BEGIN

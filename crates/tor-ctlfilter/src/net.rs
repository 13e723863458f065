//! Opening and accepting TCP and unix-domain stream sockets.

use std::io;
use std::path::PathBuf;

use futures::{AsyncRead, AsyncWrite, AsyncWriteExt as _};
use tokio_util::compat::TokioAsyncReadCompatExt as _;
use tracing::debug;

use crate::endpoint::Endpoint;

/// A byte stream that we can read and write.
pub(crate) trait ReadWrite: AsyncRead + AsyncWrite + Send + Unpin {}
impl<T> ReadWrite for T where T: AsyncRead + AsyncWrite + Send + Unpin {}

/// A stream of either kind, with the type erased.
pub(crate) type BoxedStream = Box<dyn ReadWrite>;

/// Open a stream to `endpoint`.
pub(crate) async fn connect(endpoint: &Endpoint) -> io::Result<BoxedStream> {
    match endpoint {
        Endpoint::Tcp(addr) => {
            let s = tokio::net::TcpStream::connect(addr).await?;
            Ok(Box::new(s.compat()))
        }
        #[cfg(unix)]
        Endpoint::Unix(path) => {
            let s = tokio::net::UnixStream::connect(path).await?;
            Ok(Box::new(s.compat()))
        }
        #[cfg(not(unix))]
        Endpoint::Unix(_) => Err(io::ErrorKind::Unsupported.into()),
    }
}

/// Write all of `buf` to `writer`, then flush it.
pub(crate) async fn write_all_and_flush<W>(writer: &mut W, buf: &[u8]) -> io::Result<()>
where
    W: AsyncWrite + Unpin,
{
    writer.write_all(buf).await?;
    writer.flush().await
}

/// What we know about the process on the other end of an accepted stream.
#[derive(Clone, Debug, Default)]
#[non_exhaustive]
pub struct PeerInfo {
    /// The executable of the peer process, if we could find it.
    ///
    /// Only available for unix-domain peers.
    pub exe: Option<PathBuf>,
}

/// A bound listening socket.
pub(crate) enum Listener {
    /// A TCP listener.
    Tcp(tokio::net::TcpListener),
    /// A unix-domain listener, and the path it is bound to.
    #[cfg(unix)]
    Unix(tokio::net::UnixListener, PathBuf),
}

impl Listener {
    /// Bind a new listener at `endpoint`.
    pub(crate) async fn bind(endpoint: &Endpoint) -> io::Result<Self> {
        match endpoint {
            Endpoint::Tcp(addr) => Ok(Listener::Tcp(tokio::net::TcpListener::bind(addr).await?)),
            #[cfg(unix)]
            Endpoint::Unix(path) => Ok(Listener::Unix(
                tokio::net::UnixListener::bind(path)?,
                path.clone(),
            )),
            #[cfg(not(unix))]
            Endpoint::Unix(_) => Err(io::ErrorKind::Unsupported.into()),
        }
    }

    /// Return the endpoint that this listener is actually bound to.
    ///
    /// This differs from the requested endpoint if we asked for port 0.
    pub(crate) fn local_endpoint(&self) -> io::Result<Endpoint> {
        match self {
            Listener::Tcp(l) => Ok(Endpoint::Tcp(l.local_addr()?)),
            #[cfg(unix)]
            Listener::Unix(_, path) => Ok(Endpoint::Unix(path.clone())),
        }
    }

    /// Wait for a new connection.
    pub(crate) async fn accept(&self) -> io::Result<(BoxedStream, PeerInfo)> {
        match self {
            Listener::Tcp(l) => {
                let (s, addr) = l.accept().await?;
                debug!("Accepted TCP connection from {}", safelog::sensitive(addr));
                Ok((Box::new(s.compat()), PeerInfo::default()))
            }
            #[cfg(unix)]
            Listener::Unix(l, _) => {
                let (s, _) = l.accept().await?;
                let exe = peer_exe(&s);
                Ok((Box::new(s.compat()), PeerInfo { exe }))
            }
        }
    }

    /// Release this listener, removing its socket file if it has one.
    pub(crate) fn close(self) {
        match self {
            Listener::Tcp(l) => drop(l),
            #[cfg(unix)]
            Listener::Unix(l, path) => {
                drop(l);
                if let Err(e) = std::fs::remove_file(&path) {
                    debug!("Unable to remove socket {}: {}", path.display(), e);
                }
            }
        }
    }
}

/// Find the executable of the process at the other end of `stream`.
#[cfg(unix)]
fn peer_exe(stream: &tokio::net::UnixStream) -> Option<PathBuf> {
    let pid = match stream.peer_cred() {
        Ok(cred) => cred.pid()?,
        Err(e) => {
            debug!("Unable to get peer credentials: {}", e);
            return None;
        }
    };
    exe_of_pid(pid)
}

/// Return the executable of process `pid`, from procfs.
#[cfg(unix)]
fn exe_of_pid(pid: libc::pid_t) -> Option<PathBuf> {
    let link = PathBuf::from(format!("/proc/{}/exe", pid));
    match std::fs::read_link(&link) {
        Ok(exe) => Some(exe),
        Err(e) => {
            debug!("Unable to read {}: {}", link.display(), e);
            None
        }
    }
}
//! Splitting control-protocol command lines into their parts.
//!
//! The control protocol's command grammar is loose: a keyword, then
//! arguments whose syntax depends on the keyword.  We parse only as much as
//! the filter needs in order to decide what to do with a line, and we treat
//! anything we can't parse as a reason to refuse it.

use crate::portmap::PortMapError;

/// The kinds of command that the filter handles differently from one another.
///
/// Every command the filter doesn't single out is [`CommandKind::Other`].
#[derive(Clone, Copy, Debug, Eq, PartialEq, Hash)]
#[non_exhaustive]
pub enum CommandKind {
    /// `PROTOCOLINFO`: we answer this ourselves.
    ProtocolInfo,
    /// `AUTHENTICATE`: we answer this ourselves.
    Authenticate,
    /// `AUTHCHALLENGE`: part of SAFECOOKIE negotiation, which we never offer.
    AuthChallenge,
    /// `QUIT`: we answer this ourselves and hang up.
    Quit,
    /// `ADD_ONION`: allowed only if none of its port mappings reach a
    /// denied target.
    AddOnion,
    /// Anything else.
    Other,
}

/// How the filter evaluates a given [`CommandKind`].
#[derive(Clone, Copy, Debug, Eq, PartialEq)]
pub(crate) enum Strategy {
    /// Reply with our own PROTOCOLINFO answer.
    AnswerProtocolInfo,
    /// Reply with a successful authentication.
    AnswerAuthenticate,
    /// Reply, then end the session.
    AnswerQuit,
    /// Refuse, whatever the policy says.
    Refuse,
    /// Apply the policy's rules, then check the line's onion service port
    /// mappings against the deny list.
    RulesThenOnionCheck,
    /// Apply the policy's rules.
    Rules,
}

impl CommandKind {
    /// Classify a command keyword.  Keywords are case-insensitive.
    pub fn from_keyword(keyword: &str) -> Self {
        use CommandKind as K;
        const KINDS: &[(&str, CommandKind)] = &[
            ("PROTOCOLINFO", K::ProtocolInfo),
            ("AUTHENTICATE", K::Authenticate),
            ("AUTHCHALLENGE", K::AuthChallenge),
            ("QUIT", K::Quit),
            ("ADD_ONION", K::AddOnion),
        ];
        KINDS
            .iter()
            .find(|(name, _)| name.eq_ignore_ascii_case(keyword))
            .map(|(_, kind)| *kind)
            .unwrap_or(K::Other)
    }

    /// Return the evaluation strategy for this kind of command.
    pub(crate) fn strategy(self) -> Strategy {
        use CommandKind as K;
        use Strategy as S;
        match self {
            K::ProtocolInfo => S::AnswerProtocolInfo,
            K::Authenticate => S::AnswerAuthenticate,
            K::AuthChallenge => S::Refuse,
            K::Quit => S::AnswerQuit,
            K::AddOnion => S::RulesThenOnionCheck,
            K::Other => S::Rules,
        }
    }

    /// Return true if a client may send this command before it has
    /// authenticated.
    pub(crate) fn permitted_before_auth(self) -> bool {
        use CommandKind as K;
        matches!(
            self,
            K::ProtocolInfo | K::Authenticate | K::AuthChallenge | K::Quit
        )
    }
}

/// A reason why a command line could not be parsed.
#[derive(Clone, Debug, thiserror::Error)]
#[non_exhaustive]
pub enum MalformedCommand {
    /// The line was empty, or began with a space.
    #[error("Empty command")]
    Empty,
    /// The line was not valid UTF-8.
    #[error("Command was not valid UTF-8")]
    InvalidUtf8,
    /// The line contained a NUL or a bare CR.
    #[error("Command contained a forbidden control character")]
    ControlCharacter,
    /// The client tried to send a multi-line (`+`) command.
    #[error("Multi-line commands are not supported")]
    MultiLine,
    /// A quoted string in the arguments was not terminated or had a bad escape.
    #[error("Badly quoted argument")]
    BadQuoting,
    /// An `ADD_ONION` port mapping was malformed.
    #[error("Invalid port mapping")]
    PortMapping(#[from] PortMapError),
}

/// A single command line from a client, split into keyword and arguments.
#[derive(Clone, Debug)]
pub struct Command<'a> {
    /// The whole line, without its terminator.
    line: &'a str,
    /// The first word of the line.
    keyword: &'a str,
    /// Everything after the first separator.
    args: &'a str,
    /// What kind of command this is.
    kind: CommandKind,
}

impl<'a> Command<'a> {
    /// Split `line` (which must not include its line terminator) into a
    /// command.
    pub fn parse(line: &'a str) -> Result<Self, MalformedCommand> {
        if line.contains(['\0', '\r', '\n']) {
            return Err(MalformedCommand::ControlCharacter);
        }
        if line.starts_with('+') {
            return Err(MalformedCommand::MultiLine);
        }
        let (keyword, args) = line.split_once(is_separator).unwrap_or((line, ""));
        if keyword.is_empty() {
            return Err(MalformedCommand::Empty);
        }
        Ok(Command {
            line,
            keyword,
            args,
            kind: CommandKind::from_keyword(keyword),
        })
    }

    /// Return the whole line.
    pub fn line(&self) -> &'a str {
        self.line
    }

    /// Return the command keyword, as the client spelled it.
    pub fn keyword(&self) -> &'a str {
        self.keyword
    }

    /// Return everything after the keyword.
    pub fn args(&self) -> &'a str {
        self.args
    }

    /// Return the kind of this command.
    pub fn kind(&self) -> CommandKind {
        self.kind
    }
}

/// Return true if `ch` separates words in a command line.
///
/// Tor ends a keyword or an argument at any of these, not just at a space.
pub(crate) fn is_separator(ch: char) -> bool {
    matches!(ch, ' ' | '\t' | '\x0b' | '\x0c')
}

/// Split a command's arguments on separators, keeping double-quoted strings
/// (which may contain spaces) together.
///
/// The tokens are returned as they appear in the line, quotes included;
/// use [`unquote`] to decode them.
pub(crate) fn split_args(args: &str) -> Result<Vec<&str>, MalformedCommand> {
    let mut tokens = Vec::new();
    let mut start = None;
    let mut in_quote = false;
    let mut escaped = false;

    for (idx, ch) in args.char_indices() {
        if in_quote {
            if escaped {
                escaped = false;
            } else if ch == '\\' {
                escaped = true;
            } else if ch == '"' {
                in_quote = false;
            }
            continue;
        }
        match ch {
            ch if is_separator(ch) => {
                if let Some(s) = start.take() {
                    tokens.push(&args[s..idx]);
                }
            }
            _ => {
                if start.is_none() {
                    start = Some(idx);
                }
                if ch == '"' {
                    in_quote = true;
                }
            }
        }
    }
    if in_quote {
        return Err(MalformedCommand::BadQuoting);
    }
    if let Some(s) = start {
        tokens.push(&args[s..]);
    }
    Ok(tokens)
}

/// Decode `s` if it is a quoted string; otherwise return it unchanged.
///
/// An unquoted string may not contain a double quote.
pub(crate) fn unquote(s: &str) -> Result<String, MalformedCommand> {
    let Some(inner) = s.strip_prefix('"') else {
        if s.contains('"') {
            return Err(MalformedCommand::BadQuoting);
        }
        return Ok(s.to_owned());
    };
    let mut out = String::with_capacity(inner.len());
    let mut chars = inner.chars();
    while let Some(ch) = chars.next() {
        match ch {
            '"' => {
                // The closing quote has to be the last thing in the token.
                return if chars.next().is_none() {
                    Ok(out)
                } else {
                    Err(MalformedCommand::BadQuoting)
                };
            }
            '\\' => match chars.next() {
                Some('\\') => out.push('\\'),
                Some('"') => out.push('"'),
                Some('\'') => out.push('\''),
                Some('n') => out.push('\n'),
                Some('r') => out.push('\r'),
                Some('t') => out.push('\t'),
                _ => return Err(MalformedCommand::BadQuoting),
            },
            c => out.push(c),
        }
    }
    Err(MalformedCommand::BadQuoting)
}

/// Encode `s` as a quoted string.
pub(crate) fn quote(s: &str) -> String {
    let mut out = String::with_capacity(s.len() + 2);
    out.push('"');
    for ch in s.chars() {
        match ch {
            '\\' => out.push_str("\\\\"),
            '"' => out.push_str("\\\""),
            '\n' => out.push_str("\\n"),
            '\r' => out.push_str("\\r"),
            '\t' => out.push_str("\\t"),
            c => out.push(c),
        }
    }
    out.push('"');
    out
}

END

TASK GOAL: From the listing above, pick out each line where the word "Unsupported" appears.

YOUR RESPONSE:
        Endpoint::Unix(_) => Err(io::ErrorKind::Unsupported.into()),
            Endpoint::Unix(_) => Err(io::ErrorKind::Unsupported.into()),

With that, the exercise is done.